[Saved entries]
————————
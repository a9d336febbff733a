//! Angle type to robustly represent angles in either degrees or radians.
use std::{error::Error, fmt::Display};

use serde::{Deserialize, Deserializer, Serialize};

#[derive(Debug, PartialEq)]
pub enum AngleError {
    OutOfRangeRadians(f64),
    OutOfRangeDegrees(f64),
}

impl Display for AngleError {
    fn fmt(&self, f: &mut std::fmt::Formatter) -> std::fmt::Result {
        match self {
            AngleError::OutOfRangeRadians(value) => {
                write!(f, "Angle value {} is not inside [0,2π]", value)
            }
            AngleError::OutOfRangeDegrees(value) => {
                write!(f, "Angle value {} is not inside [0,360]", value)
            }
        }
    }
}

impl Error for AngleError {}

#[derive(Debug, Clone, Copy, PartialEq, Serialize)]
pub struct Angle(f64);

pub type Result<T> = std::result::Result<T, AngleError>;

impl Angle {
    pub fn new(value: f64) -> Result<Self> {
        if value < 0.0 || value > 2.0 * std::f64::consts::PI {
            return Err(AngleError::OutOfRangeRadians(value));
        }
        Ok(Self(value))
    }

    pub fn from_degrees(value: f64) -> Result<Self> {
        if value < 0.0 || value > 360.0 {
            return Err(AngleError::OutOfRangeDegrees(value));
        }
        Ok(Self(value.to_radians()))
    }

    pub fn as_radians(&self) -> f64 {
        self.0
    }

    pub fn as_degrees(&self) -> f64 {
        self.0.to_degrees()
    }

    /// Wraps a raw degree value into the half-open interval [0, 360), the
    /// convention `alpha_beta_from_xy` uses for the shoulder angle.
    pub fn wrap_degrees(value: f64) -> f64 {
        let wrapped = value % 360.0;
        if wrapped < 0.0 {
            wrapped + 360.0
        } else {
            wrapped
        }
    }

    /// Adds two angles together
    /// wraps the result to the interval [0, 2π]
    pub fn add(&self, other: Angle) -> Self {
        let sum = self.0 + other.0;
        let wrapped = sum % (2.0 * std::f64::consts::PI);
        Self(wrapped)
    }

    /// Subtracts two angles
    /// wraps the result to the interval [0, 2π]
    pub fn sub(&self, other: Angle) -> Self {
        let diff = self.0 - other.0;
        let wrapped = (diff + 2.0 * std::f64::consts::PI) % (2.0 * std::f64::consts::PI);
        Self(wrapped)
    }
}

impl std::ops::Add for Angle {
    type Output = Self;

    fn add(self, rhs: Self) -> Self {
        Angle::add(&self, rhs)
    }
}

impl std::ops::Sub for Angle {
    type Output = Self;

    fn sub(self, rhs: Self) -> Self {
        Angle::sub(&self, rhs)
    }
}

/// Convert a floating point number (radians) to an [`Angle`].
/// Returns an error if the value is not in the interval [0, 2π].
/// Explicity call `Angle::from_degrees` if you want to input degrees.
impl TryFrom<f64> for Angle {
    type Error = AngleError;

    fn try_from(value: f64) -> Result<Self> {
        Angle::new(value)
    }
}

impl<'de> Deserialize<'de> for Angle {
    fn deserialize<D>(deserializer: D) -> std::result::Result<Angle, D::Error>
    where
        D: Deserializer<'de>,
    {
        let value = f64::deserialize(deserializer)?;
        Angle::try_from(value).map_err(serde::de::Error::custom)
    }
}

#[cfg(test)]
mod tests {
    use approx::assert_abs_diff_eq;

    use super::*;

    #[test]
    fn test_new() {
        assert!(Angle::new(-1.0).is_err());
        assert!(Angle::new(0.0).is_ok());
        assert!(Angle::new(2.0 * std::f64::consts::PI).is_ok());
        assert!(Angle::new(2.0 * std::f64::consts::PI + 1.0).is_err());
    }

    #[test]
    fn test_from_degrees() {
        assert!(Angle::from_degrees(-1.0).is_err());
        assert!(Angle::from_degrees(0.0).is_ok());
        assert!(Angle::from_degrees(360.0).is_ok());
        assert!(Angle::from_degrees(361.0).is_err());
    }

    #[test]
    fn test_as_degrees_roundtrip() {
        let angle = Angle::from_degrees(180.0).unwrap();
        assert_abs_diff_eq!(angle.as_degrees(), 180.0, epsilon = 1e-6);
    }

    #[test]
    fn test_add_sub() {
        let a = Angle::from_degrees(180.0).unwrap();
        let b = Angle::from_degrees(270.0).unwrap();
        assert_abs_diff_eq!((a + b).as_degrees(), 90.0, epsilon = 1e-6);
        assert_abs_diff_eq!((a - b).as_degrees(), 270.0, epsilon = 1e-6);
    }

    #[test]
    fn test_wrap_degrees() {
        assert_abs_diff_eq!(Angle::wrap_degrees(-10.0), 350.0, epsilon = 1e-9);
        assert_abs_diff_eq!(Angle::wrap_degrees(370.0), 10.0, epsilon = 1e-9);
        assert_abs_diff_eq!(Angle::wrap_degrees(0.0), 0.0, epsilon = 1e-9);
    }
}
//! MDP-style stochastic planner: same 9-move enumeration as greedy, but
//! candidates are scored by either `local_energy` (spread out) or `score`
//! (approach target), chosen per tick by a biased coin, and accepted
//! through a probabilistic improve-or-tie rule rather than a strict
//! argmin. Gives the conflict-resolution dynamics room to escape the
//! local minima that deadlock the plain greedy planner.

use crate::grid::RobotGrid;
use crate::planner::greedy::clamp_overshoot;

const DELTAS: [f64; 3] = [-1.0, 0.0, 1.0];

struct Candidate {
    alpha: f64,
    beta: f64,
    local_energy: f64,
    score: u32,
}

pub fn step_mdp(grid: &mut RobotGrid, robot_id: i64, step_num: usize) {
    let ang_step = grid.config.ang_step;
    let cb = grid.config.collision_buffer;
    let (curr_alpha, curr_beta, target_alpha, target_beta, score0) = {
        let r = &grid.robots[&robot_id];
        (r.alpha, r.beta, r.target_alpha, r.target_beta, r.score(ang_step))
    };

    if score0 == 0 && grid.encroachment_score(robot_id, 2.4 * cb) == 0.0 {
        grid.robots.get_mut(&robot_id).unwrap().record_step(step_num, true);
        return;
    }

    let mut candidates: Vec<Candidate> = Vec::with_capacity(9);

    for &beta_dir in &DELTAS {
        for &alpha_dir in &DELTAS {
            let next_alpha = clamp_overshoot(curr_alpha, curr_alpha + alpha_dir * ang_step, target_alpha).clamp(0.0, 360.0);
            let next_beta = clamp_overshoot(curr_beta, curr_beta + beta_dir * ang_step, target_beta).clamp(0.0, 360.0);

            grid.robots.get_mut(&robot_id).unwrap().set_alpha_beta(next_alpha, next_beta);

            let (local_energy, closest_neighbor) = grid.local_energy_and_closest(robot_id);
            if closest_neighbor < 2.0 * cb {
                continue;
            }

            let score = grid.robots[&robot_id].score(ang_step);
            candidates.push(Candidate {
                alpha: next_alpha,
                beta: next_beta,
                local_energy,
                score,
            });
        }
    }

    grid.rng.shuffle(&mut candidates);

    // With probability 0.2 minimise local_energy (spread out); otherwise
    // minimise score (approach target).
    let minimise_energy = grid.rng.uniform() > 0.8;

    let mut best_alpha = curr_alpha;
    let mut best_beta = curr_beta;
    let mut best_metric = f64::MAX;

    for cand in &candidates {
        let metric = if minimise_energy { cand.local_energy } else { f64::from(cand.score) };
        if metric < best_metric && grid.rng.uniform() > 0.2 {
            best_metric = metric;
            best_alpha = cand.alpha;
            best_beta = cand.beta;
        } else if metric == best_metric && grid.rng.uniform() > 0.5 {
            best_metric = metric;
            best_alpha = cand.alpha;
            best_beta = cand.beta;
        }
    }

    grid.robots.get_mut(&robot_id).unwrap().set_alpha_beta(best_alpha, best_beta);
    let on_target = best_alpha == target_alpha && best_beta == target_beta;
    grid.robots.get_mut(&robot_id).unwrap().record_step(step_num, on_target);
}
————————
What to do: Copy each entry above exactly, leaving nothing out.

Task response:
repository a9d336febbff733a
//! Angle type to robustly represent angles in either degrees or radians.
use std::{error::Error, fmt::Display};

use serde::{Deserialize, Deserializer, Serialize};

#[derive(Debug, PartialEq)]
pub enum AngleError {
    OutOfRangeRadians(f64),
    OutOfRangeDegrees(f64),
}

impl Display for AngleError {
    fn fmt(&self, f: &mut std::fmt::Formatter) -> std::fmt::Result {
        match self {
            AngleError::OutOfRangeRadians(value) => {
                write!(f, "Angle value {} is not inside [0,2π]", value)
            }
            AngleError::OutOfRangeDegrees(value) => {
                write!(f, "Angle value {} is not inside [0,360]", value)
            }
        }
    }
}

impl Error for AngleError {}

#[derive(Debug, Clone, Copy, PartialEq, Serialize)]
pub struct Angle(f64);

pub type Result<T> = std::result::Result<T, AngleError>;

impl Angle {
    pub fn new(value: f64) -> Result<Self> {
        if value < 0.0 || value > 2.0 * std::f64::consts::PI {
            return Err(AngleError::OutOfRangeRadians(value));
        }
        Ok(Self(value))
    }

    pub fn from_degrees(value: f64) -> Result<Self> {
        if value < 0.0 || value > 360.0 {
            return Err(AngleError::OutOfRangeDegrees(value));
        }
        Ok(Self(value.to_radians()))
    }

    pub fn as_radians(&self) -> f64 {
        self.0
    }

    pub fn as_degrees(&self) -> f64 {
        self.0.to_degrees()
    }

    /// Wraps a raw degree value into the half-open interval [0, 360), the
    /// convention `alpha_beta_from_xy` uses for the shoulder angle.
    pub fn wrap_degrees(value: f64) -> f64 {
        let wrapped = value % 360.0;
        if wrapped < 0.0 {
            wrapped + 360.0
        } else {
            wrapped
        }
    }

    /// Adds two angles together
    /// wraps the result to the interval [0, 2π]
    pub fn add(&self, other: Angle) -> Self {
        let sum = self.0 + other.0;
        let wrapped = sum % (2.0 * std::f64::consts::PI);
        Self(wrapped)
    }

    /// Subtracts two angles
    /// wraps the result to the interval [0, 2π]
    pub fn sub(&self, other: Angle) -> Self {
        let diff = self.0 - other.0;
        let wrapped = (diff + 2.0 * std::f64::consts::PI) % (2.0 * std::f64::consts::PI);
        Self(wrapped)
    }
}

impl std::ops::Add for Angle {
    type Output = Self;

    fn add(self, rhs: Self) -> Self {
        Angle::add(&self, rhs)
    }
}

impl std::ops::Sub for Angle {
    type Output = Self;

    fn sub(self, rhs: Self) -> Self {
        Angle::sub(&self, rhs)
    }
}

/// Convert a floating point number (radians) to an [`Angle`].
/// Returns an error if the value is not in the interval [0, 2π].
/// Explicity call `Angle::from_degrees` if you want to input degrees.
impl TryFrom<f64> for Angle {
    type Error = AngleError;

    fn try_from(value: f64) -> Result<Self> {
        Angle::new(value)
    }
}

impl<'de> Deserialize<'de> for Angle {
    fn deserialize<D>(deserializer: D) -> std::result::Result<Angle, D::Error>
    where
        D: Deserializer<'de>,
    {
        let value = f64::deserialize(deserializer)?;
        Angle::try_from(value).map_err(serde::de::Error::custom)
    }
}

#[cfg(test)]
mod tests {
    use approx::assert_abs_diff_eq;

    use super::*;

    #[test]
    fn test_new() {
        assert!(Angle::new(-1.0).is_err());
        assert!(Angle::new(0.0).is_ok());
        assert!(Angle::new(2.0 * std::f64::consts::PI).is_ok());
        assert!(Angle::new(2.0 * std::f64::consts::PI + 1.0).is_err());
    }

    #[test]
    fn test_from_degrees() {
        assert!(Angle::from_degrees(-1.0).is_err());
        assert!(Angle::from_degrees(0.0).is_ok());
        assert!(Angle::from_degrees(360.0).is_ok());
        assert!(Angle::from_degrees(361.0).is_err());
    }

    #[test]
    fn test_as_degrees_roundtrip() {
        let angle = Angle::from_degrees(180.0).unwrap();
        assert_abs_diff_eq!(angle.as_degrees(), 180.0, epsilon = 1e-6);
    }

    #[test]
    fn test_add_sub() {
        let a = Angle::from_degrees(180.0).unwrap();
        let b = Angle::from_degrees(270.0).unwrap();
        assert_abs_diff_eq!((a + b).as_degrees(), 90.0, epsilon = 1e-6);
        assert_abs_diff_eq!((a - b).as_degrees(), 270.0, epsilon = 1e-6);
    }

    #[test]
    fn test_wrap_degrees() {
        assert_abs_diff_eq!(Angle::wrap_degrees(-10.0), 350.0, epsilon = 1e-9);
        assert_abs_diff_eq!(Angle::wrap_degrees(370.0), 10.0, epsilon = 1e-9);
        assert_abs_diff_eq!(Angle::wrap_degrees(0.0), 0.0, epsilon = 1e-9);
    }
}
//! MDP-style stochastic planner: same 9-move enumeration as greedy, but
//! candidates are scored by either `local_energy` (spread out) or `score`
//! (approach target), chosen per tick by a biased coin, and accepted
//! through a probabilistic improve-or-tie rule rather than a strict
//! argmin. Gives the conflict-resolution dynamics room to escape the
//! local minima that deadlock the plain greedy planner.

use crate::grid::RobotGrid;
use crate::planner::greedy::clamp_overshoot;

const DELTAS: [f64; 3] = [-1.0, 0.0, 1.0];

struct Candidate {
    alpha: f64,
    beta: f64,
    local_energy: f64,
    score: u32,
}

pub fn step_mdp(grid: &mut RobotGrid, robot_id: i64, step_num: usize) {
    let ang_step = grid.config.ang_step;
    let cb = grid.config.collision_buffer;
    let (curr_alpha, curr_beta, target_alpha, target_beta, score0) = {
        let r = &grid.robots[&robot_id];
        (r.alpha, r.beta, r.target_alpha, r.target_beta, r.score(ang_step))
    };

    if score0 == 0 && grid.encroachment_score(robot_id, 2.4 * cb) == 0.0 {
        grid.robots.get_mut(&robot_id).unwrap().record_step(step_num, true);
        return;
    }

    let mut candidates: Vec<Candidate> = Vec::with_capacity(9);

    for &beta_dir in &DELTAS {
        for &alpha_dir in &DELTAS {
            let next_alpha = clamp_overshoot(curr_alpha, curr_alpha + alpha_dir * ang_step, target_alpha).clamp(0.0, 360.0);
            let next_beta = clamp_overshoot(curr_beta, curr_beta + beta_dir * ang_step, target_beta).clamp(0.0, 360.0);

            grid.robots.get_mut(&robot_id).unwrap().set_alpha_beta(next_alpha, next_beta);

            let (local_energy, closest_neighbor) = grid.local_energy_and_closest(robot_id);
            if closest_neighbor < 2.0 * cb {
                continue;
            }

            let score = grid.robots[&robot_id].score(ang_step);
            candidates.push(Candidate {
                alpha: next_alpha,
                beta: next_beta,
                local_energy,
                score,
            });
        }
    }

    grid.rng.shuffle(&mut candidates);

    // With probability 0.2 minimise local_energy (spread out); otherwise
    // minimise score (approach target).
    let minimise_energy = grid.rng.uniform() > 0.8;

    let mut best_alpha = curr_alpha;
    let mut best_beta = curr_beta;
    let mut best_metric = f64::MAX;

    for cand in &candidates {
        let metric = if minimise_energy { cand.local_energy } else { f64::from(cand.score) };
        if metric < best_metric && grid.rng.uniform() > 0.2 {
            best_metric = metric;
            best_alpha = cand.alpha;
            best_beta = cand.beta;
        } else if metric == best_metric && grid.rng.uniform() > 0.5 {
            best_metric = metric;
            best_alpha = cand.alpha;
            best_beta = cand.beta;
        }
    }

    grid.robots.get_mut(&robot_id).unwrap().set_alpha_beta(best_alpha, best_beta);
    let on_target = best_alpha == target_alpha && best_beta == target_beta;
    grid.robots.get_mut(&robot_id).unwrap().record_step(step_num, on_target);
}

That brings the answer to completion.